¡Cómo hemos cambiado!

Hace justo 20 años, con Jupp Heynckes en el banquillo, el Real Madrid ganaba su séptima Copa de Europa, probablemente la más celebrada de su historia. Los blancos ponían fin a una sequía de 32 años sin conquistar la máxima competición continental y entraban de pleno en la modernidad. El técnico alemán fue partícipe del logro en unas circunstancias de lo más singulares. Incapaz de hacerse con las riendas del vestuario, tal y como quedó patente con la mala trayectoria del equipo en Liga (acabando en cuarta posición), el de Monchengladbach sabía que no seguiría la próxima campaña pasara lo que pasara en la final de Ámsterdam.
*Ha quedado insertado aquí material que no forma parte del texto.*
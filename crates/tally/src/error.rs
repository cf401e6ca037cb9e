//! Error types for generation and scheduling.

use thiserror::Error;

use crate::store::StoreError;

/// Errors surfaced to callers of the batch entry point.
#[derive(Debug, Error)]
pub enum Error {
    /// The starting snapshot could not be read.
    #[error(transparent)]
    Store(#[from] StoreError),

    /// An insert failed part way through a batch.
    ///
    /// Records inserted before the failure stay in the store.
    #[error("batch aborted after {inserted} record(s): {source}")]
    BatchAborted {
        inserted: usize,
        #[source]
        source: StoreError,
    },
}

impl Error {
    /// Records that reached the store before the failure.
    pub fn inserted(&self) -> usize {
        match self {
            Self::Store(_) => 0,
            Self::BatchAborted { inserted, .. } => *inserted,
        }
    }
}

/// Result type for generation operations.
pub type Result<T> = std::result::Result<T, Error>;
//! Configuration error types

use std::path::PathBuf;
use thiserror::Error;

#[derive(Debug, Error)]
pub enum ConfigError {
    #[error("Failed to write config file at {path}: {source}")]
    WriteError {
        path: PathBuf,
        source: std::io::Error,
    },

    #[error("Config file already exists at {0}")]
    AlreadyExists(PathBuf),

    #[error("Failed to serialize configuration: {0}")]
    SerializeError(String),

    #[error("Invalid configuration: {0}")]
    ValidationError(String),

    #[error("XDG directory error: {0}")]
    XdgError(String),
}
Por tanto, es complicado atribuir a Heynckes un papel en el éxito de un equipo del que se dice que funcionó mediante la autogestión. El entrenador germano llegó aquel mismo curso tras dos campañas dirigiendo al Tenerife. Pasar de la mano dura de Fabio Capello a la permisividad del teutón supuso un cambio nefasto en cuanto al manejo del vestuario. Se encontró con una plantilla confeccionada a voluntad de su antecesor en el banquillo, cuyo alto nivel de calidad sólo era igualado por el de ego, y terminó devorado.

Héroe olvidado

“Era un grandísimo entrenador y mejor persona, algo que le condenó y le obligó a marcharse. El vestuario le pudo. Llegó un momento en el que reconoció que no podía manejar al grupo. Yo guardo un gran recuerdo de él. No podía, no había solución. El vestuario se impuso, no se llevaban bien y tuvimos que optar por una de las partes. No fue un error porque no había elección posible. Además, él también se fue encerrando, aislándose de todo y todos. Sé que quizás la gente no lo entendió, pero no había otro remedio”, reconoció el entonces presidente Lorenzo Sanz en declaraciones a El Confidencial. Así fue la caída en gracia del héroe olvidado del madridismo.

Caso muy distinto, por no decir opuesto, es el que vive Heynckes actualmente en el Bayern de Múnich. El técnico se ha ganado el respeto del mundo del fútbol con una trayectoria de prestigio que culminó en un histórico triplete con el Bayern en 2013. A sus 72 años, retirado en lo más alto, ha regresado como el apagafuegos del conjunto bávaro tras el mal inicio de temporada que supuso la destitución de Carlo Ancelotti. Sólo él podía ser el complicado consenso entre veteranos como Robben y Ribery y las viejas glorias de la directiva. “Es una cuestión de amor”, afirmó al volver.

Repetir el hito

El entrenador alemán ha logrado traer de nuevo la paz al club y, sobre todo, que éste compita a la altura de las expectativas. Con la Bundesliga matemáticamente conquistada y la final de Copa alcanzada, la Champions se convierte en el gran objetivo. Todo pasa por que el veterano entrenador dé con la tecla en el planteamiento para eliminar al Real Madrid, algo que ya consiguió en las semifinales que ambos equipos protagonizaron en 2012, aunque para ello hubo que llegar a los penaltis. “Son dos equipos con muchísima tradición, que aman el fútbol y presumen de dos templos de este deporte. A los jugadores les encanta jugar en estos estadios y este tipo de partidos. Es un gran duelo del fútbol europeo y ante el vigente campeón. El Real Madrid es un equipo ‘top’ con jugadores enormes, pero a estas alturas ya no hay rivales fáciles”, señaló tras conocer el emparejamiento. Heynckes aspira a consagrarse como una leyenda de los banquillos en caso de repetir el hito de hace cinco años. Esta vez también tendrá que enfrentarse a su pasado.